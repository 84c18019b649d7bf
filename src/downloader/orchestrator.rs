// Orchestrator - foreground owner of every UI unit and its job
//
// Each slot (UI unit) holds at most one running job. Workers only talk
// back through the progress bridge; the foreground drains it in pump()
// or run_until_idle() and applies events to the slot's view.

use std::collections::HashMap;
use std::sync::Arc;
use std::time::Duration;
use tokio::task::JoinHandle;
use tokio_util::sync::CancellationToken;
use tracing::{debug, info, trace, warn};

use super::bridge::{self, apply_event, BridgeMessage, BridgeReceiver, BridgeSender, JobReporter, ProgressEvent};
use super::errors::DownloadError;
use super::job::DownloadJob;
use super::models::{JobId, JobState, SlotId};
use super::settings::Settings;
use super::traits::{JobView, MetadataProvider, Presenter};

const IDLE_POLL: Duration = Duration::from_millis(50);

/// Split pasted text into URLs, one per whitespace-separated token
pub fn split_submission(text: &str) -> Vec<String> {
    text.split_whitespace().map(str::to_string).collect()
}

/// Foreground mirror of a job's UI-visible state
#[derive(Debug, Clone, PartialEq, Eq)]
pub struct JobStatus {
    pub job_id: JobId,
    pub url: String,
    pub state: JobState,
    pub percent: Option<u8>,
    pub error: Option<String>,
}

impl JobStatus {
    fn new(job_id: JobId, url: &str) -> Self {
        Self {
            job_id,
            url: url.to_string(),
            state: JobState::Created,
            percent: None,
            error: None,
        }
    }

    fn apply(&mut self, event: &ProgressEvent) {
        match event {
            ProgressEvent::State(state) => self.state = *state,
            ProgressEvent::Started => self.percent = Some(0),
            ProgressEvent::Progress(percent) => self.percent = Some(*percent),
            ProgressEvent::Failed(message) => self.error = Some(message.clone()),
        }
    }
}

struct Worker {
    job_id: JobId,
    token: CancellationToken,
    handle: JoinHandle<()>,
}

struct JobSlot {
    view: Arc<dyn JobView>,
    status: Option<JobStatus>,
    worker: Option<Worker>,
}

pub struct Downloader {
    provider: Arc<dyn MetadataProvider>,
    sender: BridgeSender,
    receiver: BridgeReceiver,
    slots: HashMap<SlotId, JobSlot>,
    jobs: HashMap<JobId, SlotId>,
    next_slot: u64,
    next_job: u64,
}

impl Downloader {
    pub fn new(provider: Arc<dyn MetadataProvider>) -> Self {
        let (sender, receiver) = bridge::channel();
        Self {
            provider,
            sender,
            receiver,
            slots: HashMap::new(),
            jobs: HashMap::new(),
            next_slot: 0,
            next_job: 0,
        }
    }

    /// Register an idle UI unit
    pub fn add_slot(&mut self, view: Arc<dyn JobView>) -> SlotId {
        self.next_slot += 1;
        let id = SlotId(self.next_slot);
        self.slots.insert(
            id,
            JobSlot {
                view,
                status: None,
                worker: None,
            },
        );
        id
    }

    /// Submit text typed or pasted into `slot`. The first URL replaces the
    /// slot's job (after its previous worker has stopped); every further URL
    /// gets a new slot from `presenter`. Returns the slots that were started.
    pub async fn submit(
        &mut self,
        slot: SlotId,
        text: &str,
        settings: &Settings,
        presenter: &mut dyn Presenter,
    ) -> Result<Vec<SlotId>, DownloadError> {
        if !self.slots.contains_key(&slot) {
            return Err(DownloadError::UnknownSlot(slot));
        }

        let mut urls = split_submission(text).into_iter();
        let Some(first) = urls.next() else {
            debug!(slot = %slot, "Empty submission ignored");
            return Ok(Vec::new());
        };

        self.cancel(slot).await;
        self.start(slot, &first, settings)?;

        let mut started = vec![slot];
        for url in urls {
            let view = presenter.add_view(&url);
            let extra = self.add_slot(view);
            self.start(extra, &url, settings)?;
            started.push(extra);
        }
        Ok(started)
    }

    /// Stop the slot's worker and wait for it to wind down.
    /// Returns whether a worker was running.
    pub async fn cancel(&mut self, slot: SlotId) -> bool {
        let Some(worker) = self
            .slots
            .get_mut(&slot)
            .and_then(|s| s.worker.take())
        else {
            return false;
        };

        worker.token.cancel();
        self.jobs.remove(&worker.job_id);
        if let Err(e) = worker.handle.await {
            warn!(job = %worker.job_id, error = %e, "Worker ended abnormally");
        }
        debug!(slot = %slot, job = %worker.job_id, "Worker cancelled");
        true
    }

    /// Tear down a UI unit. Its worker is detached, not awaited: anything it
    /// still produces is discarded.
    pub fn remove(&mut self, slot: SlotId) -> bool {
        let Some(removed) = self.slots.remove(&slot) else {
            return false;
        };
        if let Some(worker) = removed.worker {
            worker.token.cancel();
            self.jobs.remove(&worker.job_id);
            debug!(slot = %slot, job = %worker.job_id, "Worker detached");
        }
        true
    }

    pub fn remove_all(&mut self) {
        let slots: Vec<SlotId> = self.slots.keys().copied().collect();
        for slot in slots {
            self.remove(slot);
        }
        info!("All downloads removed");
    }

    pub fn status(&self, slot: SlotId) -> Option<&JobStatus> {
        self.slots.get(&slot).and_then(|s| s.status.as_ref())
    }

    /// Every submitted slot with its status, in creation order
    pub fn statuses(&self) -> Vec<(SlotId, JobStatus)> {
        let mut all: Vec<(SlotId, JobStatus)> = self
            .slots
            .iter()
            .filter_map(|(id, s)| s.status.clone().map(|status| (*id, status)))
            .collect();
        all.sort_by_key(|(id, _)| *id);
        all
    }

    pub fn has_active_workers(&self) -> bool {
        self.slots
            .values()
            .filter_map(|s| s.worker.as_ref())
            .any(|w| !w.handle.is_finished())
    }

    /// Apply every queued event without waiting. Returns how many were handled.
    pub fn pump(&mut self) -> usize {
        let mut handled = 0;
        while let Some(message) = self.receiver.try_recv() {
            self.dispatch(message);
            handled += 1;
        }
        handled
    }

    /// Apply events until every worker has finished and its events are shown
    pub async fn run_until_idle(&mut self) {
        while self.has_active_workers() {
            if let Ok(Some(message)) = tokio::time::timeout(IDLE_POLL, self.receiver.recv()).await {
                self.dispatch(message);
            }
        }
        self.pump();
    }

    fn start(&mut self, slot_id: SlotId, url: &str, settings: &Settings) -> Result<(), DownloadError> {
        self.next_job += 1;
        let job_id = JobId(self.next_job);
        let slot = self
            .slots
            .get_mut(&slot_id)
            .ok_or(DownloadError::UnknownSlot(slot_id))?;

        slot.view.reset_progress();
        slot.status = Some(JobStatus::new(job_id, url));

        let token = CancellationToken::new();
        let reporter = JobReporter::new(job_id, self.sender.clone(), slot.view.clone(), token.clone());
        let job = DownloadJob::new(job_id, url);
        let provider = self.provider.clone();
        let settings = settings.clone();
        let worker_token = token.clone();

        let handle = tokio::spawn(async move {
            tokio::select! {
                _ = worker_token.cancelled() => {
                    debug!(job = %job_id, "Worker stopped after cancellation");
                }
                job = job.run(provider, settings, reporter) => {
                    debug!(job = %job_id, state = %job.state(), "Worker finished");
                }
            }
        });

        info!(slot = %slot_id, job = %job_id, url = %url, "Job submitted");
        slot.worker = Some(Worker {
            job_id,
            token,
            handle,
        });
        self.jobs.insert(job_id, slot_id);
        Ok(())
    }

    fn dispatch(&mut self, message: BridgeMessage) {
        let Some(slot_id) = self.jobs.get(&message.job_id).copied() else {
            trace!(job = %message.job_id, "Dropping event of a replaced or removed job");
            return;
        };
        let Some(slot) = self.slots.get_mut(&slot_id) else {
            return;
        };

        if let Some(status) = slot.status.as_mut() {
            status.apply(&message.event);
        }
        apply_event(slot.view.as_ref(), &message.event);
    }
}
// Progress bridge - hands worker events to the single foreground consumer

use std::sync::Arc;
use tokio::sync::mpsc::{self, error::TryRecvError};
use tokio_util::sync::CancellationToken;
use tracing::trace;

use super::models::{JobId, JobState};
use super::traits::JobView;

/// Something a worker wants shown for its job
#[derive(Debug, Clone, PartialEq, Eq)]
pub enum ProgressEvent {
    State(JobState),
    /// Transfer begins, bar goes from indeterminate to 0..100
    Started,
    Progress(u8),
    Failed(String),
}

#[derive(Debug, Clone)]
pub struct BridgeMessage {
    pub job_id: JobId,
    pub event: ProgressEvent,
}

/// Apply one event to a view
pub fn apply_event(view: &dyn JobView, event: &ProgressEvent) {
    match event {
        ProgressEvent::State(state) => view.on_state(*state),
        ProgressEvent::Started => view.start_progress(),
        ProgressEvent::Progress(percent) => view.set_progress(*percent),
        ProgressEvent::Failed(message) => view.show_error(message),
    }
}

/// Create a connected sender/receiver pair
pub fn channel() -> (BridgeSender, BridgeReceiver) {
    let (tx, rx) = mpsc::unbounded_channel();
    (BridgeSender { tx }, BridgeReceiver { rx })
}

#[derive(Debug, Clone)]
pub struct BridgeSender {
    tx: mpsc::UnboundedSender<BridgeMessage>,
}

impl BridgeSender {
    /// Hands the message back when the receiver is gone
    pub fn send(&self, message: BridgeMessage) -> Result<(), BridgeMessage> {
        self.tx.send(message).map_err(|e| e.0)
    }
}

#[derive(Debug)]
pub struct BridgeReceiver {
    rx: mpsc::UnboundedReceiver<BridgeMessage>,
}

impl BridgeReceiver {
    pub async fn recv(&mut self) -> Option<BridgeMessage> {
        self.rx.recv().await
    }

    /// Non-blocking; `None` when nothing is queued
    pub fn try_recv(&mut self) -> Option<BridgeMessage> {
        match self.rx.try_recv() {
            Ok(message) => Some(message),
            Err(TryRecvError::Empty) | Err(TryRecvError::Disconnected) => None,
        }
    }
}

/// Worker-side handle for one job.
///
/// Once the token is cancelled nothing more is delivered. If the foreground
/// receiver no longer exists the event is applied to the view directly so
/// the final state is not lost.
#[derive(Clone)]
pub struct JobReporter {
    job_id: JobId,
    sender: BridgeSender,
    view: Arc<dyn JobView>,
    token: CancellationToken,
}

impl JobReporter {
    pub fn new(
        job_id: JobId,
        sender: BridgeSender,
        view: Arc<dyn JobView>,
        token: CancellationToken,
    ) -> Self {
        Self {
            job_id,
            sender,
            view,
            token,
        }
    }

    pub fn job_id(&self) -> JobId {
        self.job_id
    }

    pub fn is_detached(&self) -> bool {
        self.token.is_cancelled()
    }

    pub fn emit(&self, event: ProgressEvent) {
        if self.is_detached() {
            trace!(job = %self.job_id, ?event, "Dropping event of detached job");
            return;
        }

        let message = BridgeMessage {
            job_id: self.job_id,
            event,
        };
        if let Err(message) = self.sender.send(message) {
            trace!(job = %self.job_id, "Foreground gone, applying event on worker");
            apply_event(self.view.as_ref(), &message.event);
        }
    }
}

****************************************

Copy out each line of the data that includes the string "DownloadJob".

use super::job::DownloadJob;
        let job = DownloadJob::new(job_id, url);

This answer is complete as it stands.